İsviçre Silahlı Kuvvetleri Siber Güvenlik Kampüsü bursuyla Zürih Üniversitesi'ne yaptığım postdoc başvurusunun detaylarını, projeyi, mülakatları vs. anlattığım oldukça uzun bir yazıya hoşgeldiniz. Allah sabır versin şimdiden. İyi okumalar.
*
Fazla Başvuru Göz Çıkarmaz
1 Şubatta sosyal medya trendlerinin etkileri üzerine bir proje yazıp İsviçre Bilim Kuruluna gönderdim. Son kararı haziran ortası vereceklerini söylüyorlardı. Başvuruların kabul edilme oranı 47% (uğurlu sayım) ama buna rağmen ben hazirana kadar bekleyip sonra ortada kalma riskini alamam. Dolayısıyla hemen alternatif planlara göz gezdirmeye başladım. Göz gezdirmek dediğim gecelerimi rasgele lab sayfalarına bakıp hayaller kurarak geçirdim. Bilkent'te doktora yeri bakındığım son yılıma geri dönmüştüm bir nevi. Güzel nostalji oldu.
Ama ilham yine beklemediğim yerden geldi. Ocakta EPFL'den mail geldi "İsviçre Silahlı Kuvvetleri Siber Güvenlik Kampüsü 2 yıllık postdoc bursu veriyor." Baktım neymiş diye. Silahlı kuvvetler siber güvenlikteki gelişmelerden geri kalmamak için 2019'da siber güvenlik kampüsü kurmuş, zeki insanları toplamış araştırma yapıyor. Yine İsviçre yine kral hareket.
Burs ilanına baktım. "Şu konulara öncelik vereceğiz." diye konuları sıralamışlar. İçinde benim konuya yakın konular da var.
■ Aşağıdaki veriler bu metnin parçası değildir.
impl SigV4Signer {
    pub fn new(
        access_key_id: &str,
        secret_access_key: &str,
        session_token: Option<&str>,
        region: &str,
        service: &str,
    ) -> Self {
        Self {
            access_key_id: access_key_id.to_string(),
            secret_access_key: secret_access_key.to_string(),
            session_token: session_token.map(|s| s.to_string()),
            region: region.to_string(),
            service: service.to_string(),
        }
    }

    /// Add `x-amz-date`, `x-amz-content-sha256`, the optional security
    /// token, and `authorization` to `headers`. Every header present when
    /// this is called is signed, except a stale `authorization`.
    pub fn sign(
        &self,
        method: &str,
        url: &str,
        headers: &mut BTreeMap<String, String>,
        body: &str,
        timestamp: DateTime<Utc>,
    ) -> Signature {
        let date_stamp = timestamp.format("%Y%m%d").to_string();
        let amz_date = timestamp.format("%Y%m%dT%H%M%SZ").to_string();

        headers.remove("authorization");
        headers.insert("x-amz-date".to_string(), amz_date.clone());
        if let Some(ref token) = self.session_token {
            headers.insert("x-amz-security-token".to_string(), token.clone());
        }
        let payload_hash = sha256_hex(body);
        headers.insert("x-amz-content-sha256".to_string(), payload_hash.clone());

        let (canonical_uri, canonical_querystring) = parse_url_components(url);

        let canonical_request = format!(
            "{}\n{}\n{}\n{}\n{}\n{}",
            method,
            canonical_uri,
            canonical_querystring,
            canonical_headers(headers),
            signed_header_names(headers),
            payload_hash
        );

        let credential_scope = format!(
            "{}/{}/{}/aws4_request",
            date_stamp, self.region, self.service
        );
        let string_to_sign = format!(
            "{}\n{}\n{}\n{}",
            ALGORITHM,
            amz_date,
            credential_scope,
            sha256_hex(&canonical_request)
        );

        let signing_key = self.derive_signing_key(&date_stamp);
        let signature = hex::encode(hmac_sha256(&signing_key, string_to_sign.as_bytes()));

        let authorization = format!(
            "{} Credential={}/{}, SignedHeaders={}, Signature={}",
            ALGORITHM,
            self.access_key_id,
            credential_scope,
            signed_header_names(headers),
            signature
        );
        headers.insert("authorization".to_string(), authorization.clone());

        Signature {
            canonical_request,
            string_to_sign,
            authorization,
        }
    }

    /// kSecret  = "AWS4" + SecretAccessKey
    /// kDate    = HMAC-SHA256(kSecret, Date)
    /// kRegion  = HMAC-SHA256(kDate, Region)
    /// kService = HMAC-SHA256(kRegion, Service)
    /// kSigning = HMAC-SHA256(kService, "aws4_request")
    fn derive_signing_key(&self, date_stamp: &str) -> Vec<u8> {
        let k_secret = format!("AWS4{}", self.secret_access_key);
        let k_date = hmac_sha256(k_secret.as_bytes(), date_stamp.as_bytes());
        let k_region = hmac_sha256(&k_date, self.region.as_bytes());
        let k_service = hmac_sha256(&k_region, self.service.as_bytes());
        hmac_sha256(&k_service, b"aws4_request")
    }
}
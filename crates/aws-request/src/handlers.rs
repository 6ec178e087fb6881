//! Ordered handler chains, one per request stage.
//!
//! A service client composes its behaviour by pushing named handlers onto
//! the stage lists of its [`Handlers`]. Each request gets its own copy of the
//! client's chain, so request-init hooks can alter a single request without
//! touching the client.

use crate::request::Request;
use std::fmt;
use std::sync::Arc;

/// Callback signature shared by every stage.
pub type HandlerFn = Arc<dyn Fn(&mut Request) + Send + Sync>;

/// A handler with a stable name, so it can be located and removed later.
#[derive(Clone)]
pub struct NamedHandler {
    pub name: &'static str,
    pub func: HandlerFn,
}

impl NamedHandler {
    pub fn new<F>(name: &'static str, func: F) -> Self
    where
        F: Fn(&mut Request) + Send + Sync + 'static,
    {
        Self {
            name,
            func: Arc::new(func),
        }
    }
}

impl fmt::Debug for NamedHandler {
    fn fmt(&self, f: &mut fmt::Formatter<'_>) -> fmt::Result {
        f.debug_tuple("NamedHandler").field(&self.name).finish()
    }
}

/// Handlers run in list order. The first handler to put an error on a
/// clean request stops the list; lists that start out with an error (the
/// unmarshal-error and retry stages) always run to the end.
#[derive(Debug, Clone, Default)]
pub struct HandlerList {
    list: Vec<NamedHandler>,
}

impl HandlerList {
    pub fn new() -> Self {
        Self::default()
    }

    pub fn push_back_named(&mut self, handler: NamedHandler) {
        self.list.push(handler);
    }

    pub fn push_front_named(&mut self, handler: NamedHandler) {
        self.list.insert(0, handler);
    }

    /// Append an unnamed handler.
    pub fn push_back<F>(&mut self, func: F)
    where
        F: Fn(&mut Request) + Send + Sync + 'static,
    {
        self.push_back_named(NamedHandler::new("", func));
    }

    pub fn push_front<F>(&mut self, func: F)
    where
        F: Fn(&mut Request) + Send + Sync + 'static,
    {
        self.push_front_named(NamedHandler::new("", func));
    }

    /// Remove every handler called `name`. Returns how many were removed.
    pub fn remove(&mut self, name: &str) -> usize {
        let before = self.list.len();
        self.list.retain(|h| h.name != name);
        before - self.list.len()
    }

    pub fn clear(&mut self) {
        self.list.clear();
    }

    pub fn len(&self) -> usize {
        self.list.len()
    }

    pub fn is_empty(&self) -> bool {
        self.list.is_empty()
    }

    pub fn names(&self) -> Vec<&'static str> {
        self.list.iter().map(|h| h.name).collect()
    }

    pub fn contains(&self, name: &str) -> bool {
        self.list.iter().any(|h| h.name == name)
    }

    pub fn run(&self, request: &mut Request) {
        let had_error = request.error.is_some();
        for handler in &self.list {
            (handler.func)(request);
            if !had_error && request.error.is_some() {
                log::trace!("handler '{}' stopped the chain", handler.name);
                break;
            }
        }
    }
}

/// The stage lists of a request pipeline, in execution order.
#[derive(Debug, Clone, Default)]
pub struct Handlers {
    pub validate: HandlerList,
    pub build: HandlerList,
    pub sign: HandlerList,
    pub validate_response: HandlerList,
    pub unmarshal: HandlerList,
    pub unmarshal_meta: HandlerList,
    pub unmarshal_error: HandlerList,
    pub retry: HandlerList,
    pub after_retry: HandlerList,
    pub complete: HandlerList,
}

impl Handlers {
    pub fn new() -> Self {
        Self::default()
    }

    pub fn clear(&mut self) {
        self.validate.clear();
        self.build.clear();
        self.sign.clear();
        self.validate_response.clear();
        self.unmarshal.clear();
        self.unmarshal_meta.clear();
        self.unmarshal_error.clear();
        self.retry.clear();
        self.after_retry.clear();
        self.complete.clear();
    }
}
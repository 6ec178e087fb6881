//! ECS client construction.
//!
//! [`Ecs::new`] resolves the service against a [`ConfigProvider`], builds an
//! [`aws_request::Client`] carrying the ECS metadata, and appends the SigV4
//! signer and the JSON-RPC protocol handlers to the chain the provider
//! handed out. Customisation hooks are passed in through [`EcsOptions`]
//! rather than registered globally.

use aws_request::protocol::jsonrpc;
use aws_request::{
    signing, AwsError, AwsResult, Client, ClientConfig, ClientInfo, ClientInitHook, Config,
    ConfigProvider, Handlers, Operation, Request, RequestInitHook,
};
use serde::de::DeserializeOwned;
use serde::Serialize;
use serde_json::Value;
use std::fmt;
use std::sync::Arc;

pub const SERVICE_NAME: &str = "ecs";
pub const API_VERSION: &str = "2014-11-13";
pub const JSON_VERSION: &str = "1.1";
pub const TARGET_PREFIX: &str = "AmazonEC2ContainerServiceV20141113";

/// Optional construction hooks.
#[derive(Clone, Default)]
pub struct EcsOptions {
    /// Runs once on the freshly built client, after protocol handlers are
    /// installed.
    pub client_init: Option<ClientInitHook>,
    /// Runs on every request the client creates, before it is returned.
    pub request_init: Option<RequestInitHook>,
}

impl EcsOptions {
    pub fn new() -> Self {
        Self::default()
    }

    pub fn with_client_init<F>(mut self, hook: F) -> Self
    where
        F: Fn(&mut Client) + Send + Sync + 'static,
    {
        self.client_init = Some(Arc::new(hook));
        self
    }

    pub fn with_request_init<F>(mut self, hook: F) -> Self
    where
        F: Fn(&mut Request) + Send + Sync + 'static,
    {
        self.request_init = Some(Arc::new(hook));
        self
    }
}

impl fmt::Debug for EcsOptions {
    fn fmt(&self, f: &mut fmt::Formatter<'_>) -> fmt::Result {
        f.debug_struct("EcsOptions")
            .field("client_init", &self.client_init.is_some())
            .field("request_init", &self.request_init.is_some())
            .finish()
    }
}

/// Amazon EC2 Container Service client.
///
/// Cheap to clone and safe to share across tasks: every operation takes
/// `&self` and works on its own copy of the handler chain.
#[derive(Clone)]
pub struct Ecs {
    client: Client,
    request_init: Option<RequestInitHook>,
}

impl Ecs {
    /// Create a client from `provider`, with `overrides` merged over the
    /// provider's config in order.
    ///
    /// Never fails: a missing region or endpoint surfaces as an error from
    /// the first request.
    pub fn new(provider: &impl ConfigProvider, overrides: &[Config]) -> Self {
        Self::with_options(provider, overrides, EcsOptions::default())
    }

    pub fn with_options(
        provider: &impl ConfigProvider,
        overrides: &[Config],
        options: EcsOptions,
    ) -> Self {
        let ClientConfig {
            config,
            handlers,
            endpoint,
            signing_region,
        } = provider.client_config(SERVICE_NAME, overrides);
        Self::new_client(config, handlers, endpoint, signing_region, options)
    }

    fn new_client(
        config: Config,
        handlers: Handlers,
        endpoint: String,
        signing_region: String,
        options: EcsOptions,
    ) -> Self {
        let info = ClientInfo {
            service_name: SERVICE_NAME.to_string(),
            signing_name: None,
            signing_region,
            endpoint,
            api_version: API_VERSION.to_string(),
            json_version: JSON_VERSION.to_string(),
            target_prefix: TARGET_PREFIX.to_string(),
        };
        let mut client = Client::new(config, info, handlers);

        let chain = client.handlers_mut();
        chain.sign.push_back_named(signing::sign_handler());
        chain.build.push_back_named(jsonrpc::build_handler());
        chain.unmarshal.push_back_named(jsonrpc::unmarshal_handler());
        chain
            .unmarshal_meta
            .push_back_named(jsonrpc::unmarshal_meta_handler());
        chain
            .unmarshal_error
            .push_back_named(jsonrpc::unmarshal_error_handler());

        if let Some(ref hook) = options.client_init {
            hook(&mut client);
        }

        Self {
            client,
            request_init: options.request_init,
        }
    }

    /// A request for `operation`, with the request-init hook applied.
    pub(crate) fn new_request(&self, operation: Operation, params: Value) -> Request {
        let mut req = self.client.new_request(operation, params);
        if let Some(ref hook) = self.request_init {
            hook(&mut req);
        }
        req
    }

    /// Encode `input` and create the request for `operation`.
    pub(crate) fn request_for<I>(&self, operation: Operation, input: &I) -> AwsResult<Request>
    where
        I: Serialize,
    {
        let params = serde_json::to_value(input).map_err(|e| {
            AwsError::serialization(
                SERVICE_NAME,
                &format!("failed to encode {}Input: {}", operation.name, e),
            )
            .with_action(operation.name)
        })?;
        Ok(self.new_request(operation, params))
    }

    /// Send `operation` and decode the response body.
    pub(crate) async fn invoke<I, O>(&self, operation: Operation, input: &I) -> AwsResult<O>
    where
        I: Serialize,
        O: DeserializeOwned + Default,
    {
        let mut req = self.request_for(operation, input)?;
        req.send().await?;
        decode_output(&req)
    }

    pub fn client(&self) -> &Client {
        &self.client
    }

    pub fn client_info(&self) -> &ClientInfo {
        self.client.info()
    }

    pub fn handlers(&self) -> &Handlers {
        self.client.handlers()
    }

    pub fn config(&self) -> &Config {
        self.client.config()
    }
}

impl fmt::Debug for Ecs {
    fn fmt(&self, f: &mut fmt::Formatter<'_>) -> fmt::Result {
        f.debug_struct("Ecs")
            .field("client", &self.client)
            .field("request_init", &self.request_init.is_some())
            .finish()
    }
}

/// Typed output of a completed request. A missing or `null` body is the
/// output's default.
pub fn decode_output<O>(req: &Request) -> AwsResult<O>
where
    O: DeserializeOwned + Default,
{
    match req.data {
        None | Some(Value::Null) => Ok(O::default()),
        Some(ref data) => serde_json::from_value(data.clone()).map_err(|e| {
            let mut err = AwsError::serialization(
                SERVICE_NAME,
                &format!("failed to decode {}Output: {}", req.operation.name, e),
            )
            .with_action(req.operation.name);
            if let Some(ref id) = req.request_id {
                err = err.with_request_id(id.clone());
            }
            err
        }),
    }
}
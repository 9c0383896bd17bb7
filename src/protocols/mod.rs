//! Protocol implementations.
//!
//! - `echo`: line-oriented echo of everything a client sends

pub mod echo;
//! Configuration module for the echo server.
//!
//! Supports both command-line arguments and an optional TOML configuration
//! file. CLI arguments take precedence over config file values.

use clap::Parser;
use serde::Deserialize;
use std::net::{Ipv4Addr, SocketAddrV4};
use std::path::PathBuf;

/// Port used when neither the command line nor the config file names one.
pub const DEFAULT_PORT: u16 = 80;

/// Command-line arguments for the echo server
#[derive(Parser, Debug)]
#[command(name = "echo-server")]
#[command(about = "A line-oriented TCP echo server", long_about = None)]
#[command(disable_help_flag = true, disable_version_flag = true)]
pub struct CliArgs {
    /// Listen on this port (default 80)
    #[arg(short = 'p', long, value_parser = clap::value_parser!(u16).range(1..))]
    pub port: Option<u16>,

    /// Verbose: print each received line
    #[arg(short = 'v', long)]
    pub verbose: bool,

    /// Path to TOML configuration file
    #[arg(short, long)]
    pub config: Option<PathBuf>,

    /// Log level for diagnostics (trace, debug, info, warn, error)
    #[arg(long, default_value = "info")]
    pub log_level: String,
}

/// TOML configuration file structure
#[derive(Debug, Deserialize, Default)]
pub struct TomlConfig {
    #[serde(default)]
    pub server: ServerConfig,
    #[serde(default)]
    pub logging: LoggingConfig,
}

/// Server-related configuration
#[derive(Debug, Deserialize)]
pub struct ServerConfig {
    /// Port to listen on
    #[serde(default = "default_port")]
    pub port: u16,
    /// Log every received line to stdout
    #[serde(default)]
    pub verbose: bool,
}

impl Default for ServerConfig {
    fn default() -> Self {
        Self {
            port: default_port(),
            verbose: false,
        }
    }
}

/// Logging configuration
#[derive(Debug, Deserialize)]
pub struct LoggingConfig {
    /// Log level
    #[serde(default = "default_log_level")]
    pub level: String,
}

impl Default for LoggingConfig {
    fn default() -> Self {
        Self {
            level: default_log_level(),
        }
    }
}

fn default_port() -> u16 {
    DEFAULT_PORT
}

fn default_log_level() -> String {
    "info".to_string()
}

/// Final resolved configuration
#[derive(Debug, Clone, PartialEq, Eq)]
pub struct Config {
    pub port: u16,
    pub verbose: bool,
    pub log_level: String,
}

impl Config {
    /// Load configuration from the process arguments and optional TOML file.
    ///
    /// Invalid arguments make clap print usage and exit the process.
    pub fn load() -> Result<Self, ConfigError> {
        Self::from_args(CliArgs::parse())
    }

    /// Resolve parsed CLI arguments against the optional TOML file.
    /// CLI arguments take precedence over TOML file values.
    pub fn from_args(cli: CliArgs) -> Result<Self, ConfigError> {
        let toml_config = if let Some(ref config_path) = cli.config {
            let contents = std::fs::read_to_string(config_path)
                .map_err(|e| ConfigError::FileRead(config_path.clone(), e))?;
            let parsed: TomlConfig = toml::from_str(&contents)
                .map_err(|e| ConfigError::TomlParse(config_path.clone(), e))?;
            if parsed.server.port == 0 {
                return Err(ConfigError::InvalidPort(config_path.clone()));
            }
            parsed
        } else {
            TomlConfig::default()
        };

        Ok(Config {
            port: cli.port.unwrap_or(toml_config.server.port),
            verbose: cli.verbose || toml_config.server.verbose,
            log_level: if cli.log_level != "info" {
                cli.log_level
            } else {
                toml_config.logging.level
            },
        })
    }

    /// IPv4 wildcard address on the configured port.
    pub fn listen_addr(&self) -> SocketAddrV4 {
        SocketAddrV4::new(Ipv4Addr::UNSPECIFIED, self.port)
    }
}

/// Configuration loading errors
#[derive(Debug)]
pub enum ConfigError {
    FileRead(PathBuf, std::io::Error),
    TomlParse(PathBuf, toml::de::Error),
    InvalidPort(PathBuf),
}

impl std::fmt::Display for ConfigError {
    fn fmt(&self, f: &mut std::fmt::Formatter<'_>) -> std::fmt::Result {
        match self {
            ConfigError::FileRead(path, e) => {
                write!(f, "Failed to read config file '{}': {}", path.display(), e)
            }
            ConfigError::TomlParse(path, e) => {
                write!(f, "Failed to parse config file '{}': {}", path.display(), e)
            }
            ConfigError::InvalidPort(path) => {
                write!(
                    f,
                    "Invalid port number (out of range) in config file '{}': 0",
                    path.display()
                )
            }
        }
    }
}

impl std::error::Error for ConfigError {}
Hatta verdikleri mastır tezlerine baktım direkt "troll tespiti" var. Sevdim bu kampüsü :)
Bursa başvurmak için yine bir proje yazmanız gerekiyor. Proje İsviçre siber güvenliğini ilgilendirecek işe yarar bir şey olmalı. Sonra kampüsten bir araştırmacının o projeye mentörlük yapmayı kabul etmesi gerek. Ardından İsviçre'deki bir üniversiteden hocanın da danışmanlık yapmayı kabul etmesi gerek. Sonra mentörünüzle tanışıyorsunuz, o sizle bir mülakat yapıp işbirliğini onaylıyor, projenin son halini gönderiyorsunuz. Son olarak kampüsle alakalı bir komite projeye bakıp ok veriyor ve geleceğiniz iki seneliğine kurtuluyor.
Proje yazmak için sadece iki haftam vardı. Bu kadar kısa zamanda yeni bir proje yazabilmem mümkün değildi. Önceki projeyi yazacaktım. Birinci problem, sayfa sayısı çok kısıtlıydı, projeyi kısaltmalıydım. İkinci ve daha önemli problem ise projemin İsviçre siber güvenliğiyle pek bir alakası olmamasıydı. İsviçre'de sosyal medya kullanımı böylesine düşükken trendlerden kime ne? Youtube trendlerine bakıyorsun zaten Arnavutça pop klipleri falan var?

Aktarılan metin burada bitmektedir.